=== Raw data ===

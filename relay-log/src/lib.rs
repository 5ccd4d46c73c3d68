//! Logging facade for Relay tools and libraries.
//!
//! # Setup
//!
//! To enable logging, invoke the `init` function with a `LogConfig`. The configuration implements
//! `serde` traits, so it can be obtained from configuration files. Initialization requires the
//! `init` feature.
//!
//! # Logging
//!
//! The basic use of this crate is through the five logging macros: [`error!`], [`warn!`],
//! [`info!`], [`debug!`] and [`trace!`] where `error!` represents the highest-priority log messages
//! and `trace!` the lowest. The log messages are filtered by configuring the log level to exclude
//! messages with a lower priority. Each of these macros accept format strings similarly to
//! [`println!`], as well as structured fields.
//!
//! ## Conventions
//!
//! Log messages should start lowercase and end without punctuation. Prefer short and precise log
//! messages over verbose text. Choose the log level according to these rules:
//!
//! - [`error!`] for bugs and invalid behavior.
//! - [`warn!`] for undesirable behavior.
//! - [`info!`] for messages relevant to the average user.
//! - [`debug!`] for messages usually relevant to debugging.
//! - [`trace!`] for full auxiliary information.
//!
//! ## Examples
//!
//! ```
//! let implicit_rate = 0.25;
//!
//! relay_log::info!("startup complete");
//! relay_log::debug!(implicit_rate, "rebalanced implicit classes");
//! ```
//!
//! ## Logging Error Types
//!
//! To log errors including their causes, use the [`LogError`] wrapper.
//!
//! ```
//! use std::io::Error;
//! use relay_log::LogError;
//!
//! let custom_error = Error::other("oh no!");
//! relay_log::error!("operation failed: {}", LogError(&custom_error));
//! ```
//!
//! # Testing
//!
//! For unit testing, there is a separate initialization macro `init_test!` that should be called
//! at the beginning of test method. It enables test mode of the logger and customizes log levels
//! for the current crate. It requires the `test` feature.
#![warn(missing_docs)]
#![doc(
    html_logo_url = "https://raw.githubusercontent.com/getsentry/relay/master/artwork/relay-icon.png",
    html_favicon_url = "https://raw.githubusercontent.com/getsentry/relay/master/artwork/relay-icon.png"
)]

#[cfg(feature = "init")]
mod setup;
#[cfg(feature = "init")]
pub use setup::*;

#[cfg(feature = "test")]
mod test;
#[cfg(feature = "test")]
pub use test::*;

mod utils;
pub use utils::*;

// Expose the minimal log facade.
#[doc(inline)]
pub use tracing::{debug, error, info, trace, warn};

===

# Exercise directions:
Reproduce verbatim the lines above, from the line with "as structured fields." through the line with "and invalid behavior.".

# Reply:
//! [`println!`], as well as structured fields.
//!
//! ## Conventions
//!
//! Log messages should start lowercase and end without punctuation. Prefer short and precise log
//! messages over verbose text. Choose the log level according to these rules:
//!
//! - [`error!`] for bugs and invalid behavior.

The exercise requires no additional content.